Bob's Yer Uncle is a unique trail. Dumont is well known for natural terrain cross country style riding, but Bill has put together something special. It's full of amazing flow and well built features like drops, and big wood frames filled in with dirt to create gap jumps and berms. Whenever I'm out for an all mountain smash up in the Dumont riding zone, I like to pedal for a couple hours on the other trails then finish with a rip down Bob's. A solid way to finish my ride with a grin! - Steve Smith, Nanaimo, BC
I finally had the opportunity to make my way up to Bob's Your Uncle, by this time it was nearly completed and looked amazing! After hiking to the top I truly appreciated all the effort they'd put in over the last couple years of building it. Then I got to drop in. Rock ride, berm, another berm, drop, gap, wall ride and whoop dee do's, this trail has it all. It took quite some time to wipe that shit eating grin off my face. So much fun! - Dylan Tremblay, Errington, BC
Bill and I have never been comfortable with the 9 to 5. We were raised to get up in the morning with a purpose; to work until the job was done, not until it's time to clock-out. As is usually the case with siblings, Bill and I didn't always get along. We worked it out eventually, though. In the end, it seems that taking the values that we were raised with and with Bill applying those values to his biking and me applying them to the equestrian world, we have both met with success. It's funny that he does the equivalent level of scary tracks out in the woods with his bikes that I have done with horses out on cross-country - and, if anything, we started getting closer by swapping tales of injuries sustained in our favorite sports! I think we're pretty even on that account. To call Bill a workhorse is perfect: that's exactly what he is. I've been out digging trail with him late in the evening with our headlamps on and the snow coming down. He has such a sense of pride, although he won't always show it, in completing these personal projects and I admire him for doing the things he loves the most with such purpose and focus. - Ginny Casey, Nanaimo, BC
I grew up on a small farm in Qualicum Beach on Vancouver Island but have lived in Nanaimo on and off for the last 11 years and Prince George in the summers for the last 8. Time flies because apparently I’m already 30 years old!
What kind of family are you from? Does that play a big role in being an outdoorsy person?
My family was definitely a big influence on me becoming an outdoorsy person. My dad worked in forestry and my mom and sister were out in the barn with the horses. We didn’t have cable TV, just rabbit ears with three fuzzy channels, which made the X-Files and Star Trek difficult to watch. Summers were full of family camping trips in and around the Island so I saw a lot of it from an early age.

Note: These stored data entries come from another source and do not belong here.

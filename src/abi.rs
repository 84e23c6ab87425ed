//! The fixed call surface between the adapter and a pattern-matching engine.
//!
//! The adapter never looks inside an engine. Everything crosses this module's
//! types:
//!
//! ```text
//! Handle::with_engine ── Engine::init(RawObject, ObfuscatorConfig) ──> Compiled
//!                                                                       │
//! Handle::new_context ── CompiledRuleset::context_init ──> EngineContext
//!                                                                       │
//! Context::run ───────── EngineContext::run(RawObject, timeout) ──> RawRunResult
//!                                                                       │
//! drop(..) ─────────────────────────────────────────────── destroy ─────┘
//! ```
//!
//! ## Node layout
//!
//! [`RawObject`] mirrors the engine's C node struct: every length travels
//! next to (not inside) its backing storage, and the type tag is a raw
//! integer. That is what makes a tree *malformed* possible at all, and why
//! the decoder has to check each pairing.
//!
//! Each backing buffer is a `Cow`, which doubles as the ownership tag:
//!
//! - `Cow::Borrowed`: lent by the other side for the duration of one call;
//!   the holder must never free it.
//! - `Cow::Owned`: materialized by the holder and released by its `Drop`.
//!
//! Encoded input is lent to the engine (strings and keys are borrowed from
//! the [`Object`](crate::Object) tree, only entry arrays are materialized);
//! engine results are handed over owned.

use crate::RunError;
use std::borrow::Cow;
use std::sync::Arc;
use std::time::Duration;

// --- Node layout -------------------------------------------------------------

bitflags::bitflags! {
    /// Type tags understood by the engine.
    #[derive(Debug, Clone, Copy, PartialEq, Eq, Hash)]
    pub struct ObjectKind: u32 {
        const SIGNED   = 1 << 0;
        const UNSIGNED = 1 << 1;
        const STRING   = 1 << 2;
        const ARRAY    = 1 << 3;
        const MAP      = 1 << 4;
        const NULL     = 1 << 7;

        const SCALAR    = Self::SIGNED.bits() | Self::UNSIGNED.bits() | Self::STRING.bits();
        const CONTAINER = Self::ARRAY.bits() | Self::MAP.bits();
    }
}

impl ObjectKind {
    /// Tag of a node nobody initialized.
    pub const INVALID: u32 = 0;

    /// Parse a raw tag. Only tags naming exactly one node type are valid.
    pub fn from_tag(tag: u32) -> Option<Self> {
        let kind = Self::from_bits(tag)?;
        (tag.count_ones() == 1).then_some(kind)
    }
}

/// One node as exchanged with the engine.
#[derive(Debug, Clone, PartialEq, Eq)]
pub struct RawObject<'a> {
    /// Map entry key storage (`None` outside maps).
    pub key: Option<Cow<'a, [u8]>>,
    /// Claimed key length.
    pub key_len: u64,
    /// Raw [`ObjectKind`] bits.
    pub tag: u32,
    /// String storage.
    pub bytes: Option<Cow<'a, [u8]>>,
    /// Scalar union: `u64` as is, `i64` as its two's-complement bits.
    pub scalar: u64,
    /// Container entry storage.
    pub entries: Option<Cow<'a, [RawObject<'a>]>>,
    /// Claimed string length or entry count.
    pub nb_entries: u64,
}

impl Default for RawObject<'_> {
    fn default() -> Self {
        Self::invalid()
    }
}

impl<'a> RawObject<'a> {
    pub const fn invalid() -> Self {
        RawObject { key: None, key_len: 0, tag: ObjectKind::INVALID, bytes: None, scalar: 0, entries: None, nb_entries: 0 }
    }

    pub fn null() -> Self {
        RawObject { tag: ObjectKind::NULL.bits(), ..Self::invalid() }
    }

    pub fn signed(value: i64) -> Self {
        RawObject { tag: ObjectKind::SIGNED.bits(), scalar: value as u64, ..Self::invalid() }
    }

    pub fn unsigned(value: u64) -> Self {
        RawObject { tag: ObjectKind::UNSIGNED.bits(), scalar: value, ..Self::invalid() }
    }

    pub fn string(bytes: impl Into<Cow<'a, [u8]>>) -> Self {
        let bytes = bytes.into();
        RawObject { tag: ObjectKind::STRING.bits(), nb_entries: bytes.len() as u64, bytes: Some(bytes), ..Self::invalid() }
    }

    pub fn array(items: impl Into<Cow<'a, [RawObject<'a>]>>) -> Self {
        Self::container(ObjectKind::ARRAY, items.into())
    }

    /// A map node; every entry is expected to carry a key (see [`RawObject::with_key`]).
    pub fn map(entries: impl Into<Cow<'a, [RawObject<'a>]>>) -> Self {
        Self::container(ObjectKind::MAP, entries.into())
    }

    fn container(kind: ObjectKind, entries: Cow<'a, [RawObject<'a>]>) -> Self {
        RawObject { tag: kind.bits(), nb_entries: entries.len() as u64, entries: Some(entries), ..Self::invalid() }
    }

    /// Attach a map key to this node.
    pub fn with_key(mut self, key: impl Into<Cow<'a, [u8]>>) -> Self {
        let key = key.into();
        self.key_len = key.len() as u64;
        self.key = Some(key);
        self
    }

    pub fn kind(&self) -> Option<ObjectKind> {
        ObjectKind::from_tag(self.tag)
    }

    /// Entries, when this node is a container with storage attached.
    pub fn entries(&self) -> Option<&[RawObject<'a>]> {
        self.entries.as_deref()
    }

    /// Whether none of this node's own buffers are borrowed.
    ///
    /// Only the node's direct storage is inspected; children carry their own tags.
    pub fn is_owned(&self) -> bool {
        let owned = |c: &Option<Cow<'_, [u8]>>| !matches!(c, Some(Cow::Borrowed(_)));
        owned(&self.key) && owned(&self.bytes) && !matches!(self.entries, Some(Cow::Borrowed(_)))
    }

    /// Detach from any lender by materializing every borrowed buffer.
    pub fn into_owned(self) -> RawObject<'static> {
        RawObject {
            key: self.key.map(|k| Cow::Owned(k.into_owned())),
            key_len: self.key_len,
            tag: self.tag,
            bytes: self.bytes.map(|b| Cow::Owned(b.into_owned())),
            scalar: self.scalar,
            entries: self
                .entries
                .map(|e| Cow::Owned(e.into_owned().into_iter().map(RawObject::into_owned).collect())),
            nb_entries: self.nb_entries,
        }
    }
}

// --- Return codes ------------------------------------------------------------

/// Raw status returned by engine calls.
#[derive(Debug, Clone, Copy, PartialEq, Eq, Hash)]
pub struct ReturnCode(pub i32);

impl ReturnCode {
    pub const OK: ReturnCode = ReturnCode(0);
    pub const MATCH: ReturnCode = ReturnCode(1);
    pub const ERR_INVALID_ARGUMENT: ReturnCode = ReturnCode(-1);
    pub const ERR_INVALID_OBJECT: ReturnCode = ReturnCode(-2);
    pub const ERR_INTERNAL: ReturnCode = ReturnCode(-3);
    pub const ERR_OUT_OF_MEMORY: ReturnCode = ReturnCode(-4);

    /// Map an error code onto [`RunError`]. Codes outside the known set are
    /// internal errors.
    pub fn run_error(self) -> RunError {
        match self {
            Self::ERR_INVALID_ARGUMENT => RunError::InvalidArgument,
            Self::ERR_INVALID_OBJECT => RunError::InvalidObject,
            Self::ERR_OUT_OF_MEMORY => RunError::OutOfMemory,
            Self::ERR_INTERNAL => RunError::Internal,
            other => {
                tracing::warn!(code = other.0, "unknown engine return code");
                RunError::Internal
            }
        }
    }
}

// --- Call surface ------------------------------------------------------------

/// Obfuscation patterns applied by the engine to match payloads.
///
/// An empty pattern disables that half of the obfuscator.
#[derive(Debug, Clone, Default, PartialEq, Eq)]
pub struct ObfuscatorConfig {
    /// Redact a matched value when any key on its path matches this pattern.
    pub key_regex: String,
    /// Redact a matched value when its content matches this pattern.
    pub value_regex: String,
}

impl ObfuscatorConfig {
    pub fn new(key_regex: impl Into<String>, value_regex: impl Into<String>) -> Self {
        ObfuscatorConfig { key_regex: key_regex.into(), value_regex: value_regex.into() }
    }
}

/// Diagnostics filled in by [`Engine::init`].
#[derive(Debug, Clone, Default, PartialEq, Eq)]
pub struct RawRulesetInfo {
    pub loaded: u16,
    pub failed: u16,
    /// Map of error message to an array of rule ids.
    pub errors: RawObject<'static>,
    pub version: Option<String>,
}

/// A successful init: the shareable compiled rules and their diagnostics.
pub struct Compiled {
    pub ruleset: Arc<dyn CompiledRuleset>,
    pub info: RawRulesetInfo,
}

/// Output of one engine evaluation.
#[derive(Debug, Clone, Default, PartialEq, Eq)]
pub struct RawRunResult {
    /// The deadline passed before evaluation completed.
    pub timeout: bool,
    /// Match payload, `None` when nothing matched.
    pub data: Option<Vec<u8>>,
    /// Array of action strings.
    pub actions: RawObject<'static>,
    /// Engine-internal evaluation time.
    pub total_runtime_ns: u64,
}

/// Entry point of an engine implementation.
pub trait Engine: Send + Sync {
    fn version(&self) -> &str;

    /// Compile a rule-set description.
    fn init(&self, ruleset: &RawObject<'_>, obfuscator: &ObfuscatorConfig) -> Result<Compiled, ReturnCode>;
}

/// Compiled rules. Shared read-only by every context created from them.
pub trait CompiledRuleset: Send + Sync {
    /// Addresses the rules read from, de-duplicated, in declaration order.
    fn required_addresses(&self) -> Vec<String>;

    /// Open an evaluation session. The session keeps the rules alive.
    fn context_init(self: Arc<Self>) -> Box<dyn EngineContext>;
}

/// One evaluation session. Not reentrant: callers serialize access.
pub trait EngineContext: Send {
    fn run(&mut self, data: &RawObject<'_>, timeout: Duration) -> Result<RawRunResult, ReturnCode>;
}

My days at home were spent out in the back forty. I would build tree forts with sketchy zip lines, ride my bike around the back roads, and farm the pond for critters, all with very little supervision. I had an animal skeleton collection that my mom actively encouraged where we would attempt to piece them back together after the ant hill had their way with them, in the name of science, clearly. My dad had always worked outdoors and when I graduated it seemed natural that I should do the same, that’s simply where men worked!
You are sort of a multi-zone trail builder, both in Nanaimo and Prince George, what is the reason for that?
About eight years ago I decided to take up fire fighting with the BC Ministry of Forests, which through sheer dumb luck landed me on a crew in Prince George. I had already been building trails on the Island before then so it was natural to continue. It took me a while but slowly as I met all the local players I became involved in that scene as well. Biking was a part of my life on the Island that I was determined to bring with me to Prince George. With fire fighting, the season generally runs from April until October. So I spend my summers in Prince George and then return to Nanaimo to enjoy the mild Vancouver Island winter.
You have spent six years working on your trail ‘Bob’s Your Uncle’, why has it been such a long process? Special care? Huge projects? Massive builds?
I can never bring myself to build something half assed. If it’s worth doing, it’s worth doing it well enough to put your name to. Every tweak and improvement on ‘Bob’s’ always starts as “it’ll be easy and quick” and balloons out of scale and proportion. Jumps get bigger, berms get wider, and the labor required increases exponentially. A simple idea to re-route the trail last winter to remedy a drainage issue became 14 days of building to complete, but also resulted in one of the trails signature, and biggest features. The understory of coastal forests is predominantly coastal salal and other brush that takes a lot of effort to remove on its own. I’ve always been jealous of places like Kamloops where sometimes even a rake and shovel are unnecessary.
Have you done most of your trail building alone?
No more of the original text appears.